Alberts works at Kingston High School as a history teacher and Associated Student Body coordinator, which she has done since the school opened more than five years ago. An ASB competition, between each grade level, challenges students to bring in the most food. Students collect food at grocery stores and neighborhoods to donate to Kingston’s ShareNet.
This year, it took Alberts three trips in her van to take the food to ShareNet.
“I definitely don’t remember taking so many trips,” she said.
Kingston High School is one example of what the students in the district are doing this holiday season. Among the 11 schools in the district, at least eight have or are currently working on donating food or gifts.
On Friday, students from Breidablik Elementary sorted boxed and canned foods. The food will be donated to Fishline Dec. 12 by interim principal Glen Robbins. Though the total amount of food donated was unknown — Fishline will provide the total next week — it's bound to be hundreds of pounds worth.
This year, each Breidablik class was challenged to donate 163 pounds of food. The challenge was presented by a teacher who lost 163 pounds in 14 months. The drive was also used a a learning tool, as younger students read labels as they sorted out the food.
During the holiday blitz of donations, nonprofits may not know of all the food or gift drives going on until more donations start pouring in.
“A lot of times these things happen and we don’t know about it until they drive up with the donations,” Executive Director of North Kitsap Fishline Mary Nader said.
The nonprofits receiving donated items from NKSD include Kitsap Community Resources, North Kitsap Fishline, ShareNet, and the Suquamish Food Bank.
Fishline receives donations from Breidablik Elementary, Poulsbo Elementary, Vinland Elementary, and North Kitsap High School. Nader said she is not sure if Poulsbo Middle School is working on a donation drive. Schools, such as Poulsbo Elementary, may also adopt a family and provide gifts for the holidays.
Though she is unsure of the specific demand of Fishline’s food program, Nader said a record-setting number of Thanksgiving baskets were passed out — about 260. This shows the demand, which, she said, was a double-digit increase from 2010.

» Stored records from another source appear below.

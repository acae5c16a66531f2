//! Typed errors for the collaborators the dashboard talks to.
//!
//! None of these are fatal: the IPC layer turns them into `{code, message}`
//! responses and the dashboard keeps running.

use thiserror::Error;

/// Failure reported by the authentication service.
#[derive(Error, Debug, Clone, PartialEq, Eq)]
pub enum AuthError {
    #[error("the email address is badly formatted")]
    InvalidEmail,

    #[error("a password is required")]
    MissingPassword,

    /// Unknown account and wrong password share one message.
    #[error("invalid email or password")]
    InvalidCredentials,

    #[error("network error: {0}")]
    Network(String),
}

impl AuthError {
    /// Stable machine-readable kind, surfaced as `error.details.kind`.
    pub fn kind(&self) -> &'static str {
        match self {
            AuthError::InvalidEmail => "invalidEmail",
            AuthError::MissingPassword => "missingPassword",
            AuthError::InvalidCredentials => "invalidCredentials",
            AuthError::Network(_) => "network",
        }
    }
}

/// Failure addressing the realtime store.
#[derive(Error, Debug, Clone, PartialEq, Eq)]
pub enum StoreError {
    #[error("invalid store key {key:?}: {reason}")]
    InvalidKey { key: String, reason: &'static str },
}

/// Rejected manual subject selection.
#[derive(Error, Debug, Clone, PartialEq, Eq)]
pub enum SelectionError {
    #[error("sign in before selecting a subject")]
    NotSignedIn,

    #[error("unknown subject: {0}")]
    UnknownSubject(String),
}
//! Records pushed by the store, decoded tolerantly.
//!
//! Absent paths decode to empty collections and malformed fields decode to
//! `None`; nothing here fails.

use serde::Serialize;
use serde_json::Value;
use std::cmp::Ordering;
use std::collections::BTreeMap;

#[derive(Debug, Clone, PartialEq, Eq)]
pub struct RosterEntry {
    pub id: String,
    pub name: Option<String>,
}

#[derive(Debug, Clone, Default, PartialEq, Eq, Serialize)]
pub struct ActiveSession {
    pub subject: Option<String>,
    pub date: Option<String>,
}

#[derive(Debug, Clone, Default, PartialEq, Eq)]
pub struct AttendanceEntry {
    pub time: Option<String>,
}

/// studentId -> entry for one subject on one date.
pub type DaySnapshot = BTreeMap<String, AttendanceEntry>;

/// date -> day snapshot for one subject.
pub type SubjectHistory = BTreeMap<String, DaySnapshot>;

/// Backend key order: integer-like keys first, numerically; then the rest
/// lexicographically.
pub fn compare_keys(a: &str, b: &str) -> Ordering {
    match (a.parse::<u64>(), b.parse::<u64>()) {
        (Ok(x), Ok(y)) => x.cmp(&y).then_with(|| a.cmp(b)),
        (Ok(_), Err(_)) => Ordering::Less,
        (Err(_), Ok(_)) => Ordering::Greater,
        (Err(_), Err(_)) => a.cmp(b),
    }
}

/// Children of a keyed node in backend key order. Arrays are treated as
/// index-keyed objects; null children are skipped.
fn keyed_entries(value: Option<&Value>) -> Vec<(String, &Value)> {
    let mut out: Vec<(String, &Value)> = match value {
        Some(Value::Object(map)) => map
            .iter()
            .filter(|(_, v)| !v.is_null())
            .map(|(k, v)| (k.clone(), v))
            .collect(),
        Some(Value::Array(items)) => items
            .iter()
            .enumerate()
            .filter(|(_, v)| !v.is_null())
            .map(|(i, v)| (i.to_string(), v))
            .collect(),
        _ => Vec::new(),
    };
    out.sort_by(|a, b| compare_keys(&a.0, &b.0));
    out
}

fn non_empty_str(value: Option<&Value>) -> Option<String> {
    value
        .and_then(|v| v.as_str())
        .map(str::trim)
        .filter(|s| !s.is_empty())
        .map(str::to_string)
}

pub fn decode_roster(value: Option<&Value>) -> Vec<RosterEntry> {
    keyed_entries(value)
        .into_iter()
        .map(|(id, student)| RosterEntry {
            id,
            name: non_empty_str(student.get("name")),
        })
        .collect()
}

/// Accepts both `["Math", "Art"]` and `{ "a": "Math", "b": "Art" }`.
/// Repeated names are kept as listed.
pub fn decode_subjects(value: Option<&Value>) -> Vec<String> {
    keyed_entries(value)
        .into_iter()
        .filter_map(|(_, v)| non_empty_str(Some(v)))
        .collect()
}

pub fn decode_active_session(value: Option<&Value>) -> Option<ActiveSession> {
    let value = value?;
    let session = ActiveSession {
        subject: non_empty_str(value.get("subject")),
        date: non_empty_str(value.get("date")),
    };
    if session.subject.is_none() && session.date.is_none() {
        return None;
    }
    Some(session)
}

fn decode_entry(value: &Value) -> AttendanceEntry {
    let time = match value.get("time") {
        Some(Value::String(s)) if !s.trim().is_empty() => Some(s.trim().to_string()),
        Some(Value::Number(n)) => Some(n.to_string()),
        _ => None,
    };
    AttendanceEntry { time }
}

pub fn decode_day(value: Option<&Value>) -> DaySnapshot {
    keyed_entries(value)
        .into_iter()
        .map(|(student_id, entry)| (student_id, decode_entry(entry)))
        .collect()
}

/// Every date key counts as a recorded session, even when its payload is not
/// a student map.
pub fn decode_history(value: Option<&Value>) -> SubjectHistory {
    keyed_entries(value)
        .into_iter()
        .map(|(date, day)| {
            let snapshot = if day.is_object() || day.is_array() {
                decode_day(Some(day))
            } else {
                DaySnapshot::new()
            };
            (date, snapshot)
        })
        .collect()
}
//! # Record Index Manager
//!
//! The ledger state has no enumeration, so the ids of created records are
//! kept in one list under a reserved key. The list only grows.
//!
//! The append is a read-modify-write over two host calls and is not atomic:
//! two concurrent creates can each read the same list and the later write
//! drops the other's id. The host store exposes no compare-and-swap, so the
//! race is left to the runtime's read/write conflict detection.

use crate::domain::entities::RecordIndex;
use crate::domain::services::{decode_index, encode_index};
use crate::errors::ChaincodeError;
use crate::ports::outbound::StateAccess;
use tracing::{debug, warn};

/// Handle over the index entry of one state accessor.
pub struct IndexManager<'a, S: StateAccess + ?Sized> {
    state: &'a S,
    key: &'a str,
}

impl<'a, S: StateAccess + ?Sized> IndexManager<'a, S> {
    /// Bind to the index stored under `key`.
    pub fn new(state: &'a S, key: &'a str) -> Self {
        Self { state, key }
    }

    /// The reserved key.
    #[must_use]
    pub fn key(&self) -> &str {
        self.key
    }

    /// Store `seed` verbatim as the index value.
    ///
    /// The seed is not validated; anything that is not a JSON list is
    /// replaced by the next [`append`](Self::append).
    ///
    /// # Errors
    ///
    /// Returns `ChaincodeError::Storage` if the put fails.
    pub async fn seed(&self, seed: &str) -> Result<(), ChaincodeError> {
        self.state
            .put_state(self.key, seed.as_bytes().to_vec())
            .await?;
        debug!(key = self.key, seed_len = seed.len(), "Index seeded");
        Ok(())
    }

    /// Read the current index.
    ///
    /// Absent or empty values load as an empty index. A present value that
    /// is not a list of ids also loads as empty, with a warning.
    ///
    /// # Errors
    ///
    /// Returns `ChaincodeError::Storage` if the get fails.
    pub async fn load(&self) -> Result<RecordIndex, ChaincodeError> {
        let bytes = self.state.get_state_or_empty(self.key).await?;
        match decode_index(&bytes) {
            Ok(index) => Ok(index),
            Err(e) => {
                warn!(key = self.key, error = %e, "Index value is not an id list, starting empty");
                Ok(RecordIndex::new())
            }
        }
    }

    /// Append `id` and write the index back.
    ///
    /// No dedup and no existence check against other ids.
    ///
    /// # Returns
    ///
    /// * The index as written
    ///
    /// # Errors
    ///
    /// Returns `ChaincodeError::Storage` if the get or put fails, and
    /// `ChaincodeError::Encode` if the list cannot be encoded.
    pub async fn append(&self, id: &str) -> Result<RecordIndex, ChaincodeError> {
        let mut index = self.load().await?;
        let duplicate = index.contains(id);
        index.push(id);

        let bytes = encode_index(&index)?;
        self.state.put_state(self.key, bytes).await?;

        debug!(key = self.key, id, duplicate, entries = index.len(), "Index appended");
        Ok(index)
    }
}

// =============================================================================
// TESTS
// =============================================================================
//! Chaincode configuration from defaults or environment variables.

use std::env;

/// Default reserved key holding the record index.
pub const DEFAULT_INDEX_KEY: &str = "lcIndex";

/// Configuration for the chaincode service.
#[derive(Debug, Clone, PartialEq, Eq)]
pub struct ChaincodeConfig {
    /// Reserved key holding the record index.
    pub index_key: String,

    /// Reject `create`/`write` targeting the index key.
    pub guard_reserved_keys: bool,

    /// Log level filter (trace, debug, info, warn, error)
    pub log_level: String,

    /// Whether to emit JSON formatted logs
    pub json_logs: bool,
}

impl Default for ChaincodeConfig {
    fn default() -> Self {
        Self {
            index_key: DEFAULT_INDEX_KEY.to_string(),
            guard_reserved_keys: true,
            log_level: "info".to_string(),
            json_logs: false,
        }
    }
}

impl ChaincodeConfig {
    /// Create configuration from environment variables.
    ///
    /// # Environment Variables
    ///
    /// - `LC_INDEX_KEY`: Reserved index key (default: lcIndex)
    /// - `LC_GUARD_RESERVED_KEYS`: Reject user writes to the index key (default: true)
    /// - `LC_LOG_LEVEL` or `RUST_LOG`: Log level (default: info)
    /// - `LC_JSON_LOGS`: Enable JSON logs (default: false)
    pub fn from_env() -> Self {
        Self::from_lookup(|name| env::var(name).ok())
    }

    /// Build from an arbitrary variable lookup.
    pub fn from_lookup<F>(lookup: F) -> Self
    where
        F: Fn(&str) -> Option<String>,
    {
        let defaults = Self::default();

        Self {
            index_key: lookup("LC_INDEX_KEY")
                .filter(|v| !v.is_empty())
                .unwrap_or(defaults.index_key),

            guard_reserved_keys: lookup("LC_GUARD_RESERVED_KEYS")
                .map(|v| v.to_lowercase() != "false" && v != "0")
                .unwrap_or(defaults.guard_reserved_keys),

            log_level: lookup("LC_LOG_LEVEL")
                .or_else(|| lookup("RUST_LOG"))
                .unwrap_or(defaults.log_level),

            json_logs: lookup("LC_JSON_LOGS")
                .map(|v| v.to_lowercase() == "true" || v == "1")
                .unwrap_or(defaults.json_logs),
        }
    }

    /// Legacy behavior: no reserved-key guard.
    #[must_use]
    pub fn unguarded() -> Self {
        Self {
            guard_reserved_keys: false,
            ..Self::default()
        }
    }
}

#[cfg(test)]
mod tests {
    use super::*;
    use std::collections::HashMap;

    fn lookup(vars: &[(&str, &str)]) -> impl Fn(&str) -> Option<String> {
        let map: HashMap<String, String> = vars
            .iter()
            .map(|(k, v)| ((*k).to_string(), (*v).to_string()))
            .collect();
        move |name: &str| map.get(name).cloned()
    }

    #[test]
    fn test_default_config() {
        let config = ChaincodeConfig::default();
        assert_eq!(config.index_key, "lcIndex");
        assert!(config.guard_reserved_keys);
        assert_eq!(config.log_level, "info");
        assert!(!config.json_logs);
    }

    #[test]
    fn test_empty_environment_gives_defaults() {
        let config = ChaincodeConfig::from_lookup(lookup(&[]));
        assert_eq!(config, ChaincodeConfig::default());
    }

    #[test]
    fn test_overrides() {
        let config = ChaincodeConfig::from_lookup(lookup(&[
            ("LC_INDEX_KEY", "\u{0}lc/index"),
            ("LC_GUARD_RESERVED_KEYS", "0"),
            ("RUST_LOG", "debug"),
            ("LC_JSON_LOGS", "TRUE"),
        ]));
        assert_eq!(config.index_key, "\u{0}lc/index");
        assert!(!config.guard_reserved_keys);
        assert_eq!(config.log_level, "debug");
        assert!(config.json_logs);
    }

    #[test]
    fn test_lc_log_level_wins_over_rust_log() {
        let config =
            ChaincodeConfig::from_lookup(lookup(&[("LC_LOG_LEVEL", "warn"), ("RUST_LOG", "trace")]));
        assert_eq!(config.log_level, "warn");
    }

    #[test]
    fn test_empty_index_key_ignored() {
        let config = ChaincodeConfig::from_lookup(lookup(&[("LC_INDEX_KEY", "")]));
        assert_eq!(config.index_key, DEFAULT_INDEX_KEY);
    }
}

As far as Fishline’s Toy Shop, Nader said 85 families have signed up. The Toy Shop provides gifts for children and teenagers — Fishline is still looking for gifts for teenagers; gift donations go to First Lutheran Church in Poulsbo Dec. 13 10 a.m. to 3 p.m.
ShareNet receives donations from Gordon Elementary, Wolfle Elementary, Kingston Middle School and Kingston High School. It was unclear what donation drive Gordon Elementary was working on when this story went to print.
Because of a computer malfunction, ShareNet’s food manager Kathy Melseth was unsure what the demand for food was in the past. Having worked for the nonprofit for more than four years, however, Melseth said the demand has “increased considerably.”
In previous years Melseth would help about 16 families per week. As of Tuesday, this week, she provided food for at least 20 families. ShareNet is open two days per week. Melseth expects to serve about 60 families per week. Of those, about half have children in the North Kitsap School District.
Out of all the schools doing food drives, Suquamish Elementary is the only school to provide to the Suquamish Food Bank. Suquamish library technician Gail Petranek coordinates the food drive. Each year, she said, the drive stocks the shelves of the food bank.
“We like to fill the [beds] of two, four-wheel-drive trucks,” she said.
Here’s where donations can still be made at schools:
- Wolfle Elementary: Donations collected until Dec. 16 go to Sharenet. Food or new toys can be dropped off at the main office.
- North Kitsap High School: Food collected through Dec. 15.
- Suquamish Elementary: Through Dec. 14, collected by Pack 4569 Cub Scouts. Food will go to Suquamish Food Bank.
- Vinland Elementary: Accepting donations through Dec. 13. Toy donations to school's main office.
- North Kitsap High School: Donations collected Dec. 9-15. Dropped off in main office or commons. Benefits Fishline. Also supporting 21 Christmas Angels through Kitsap Community Resources.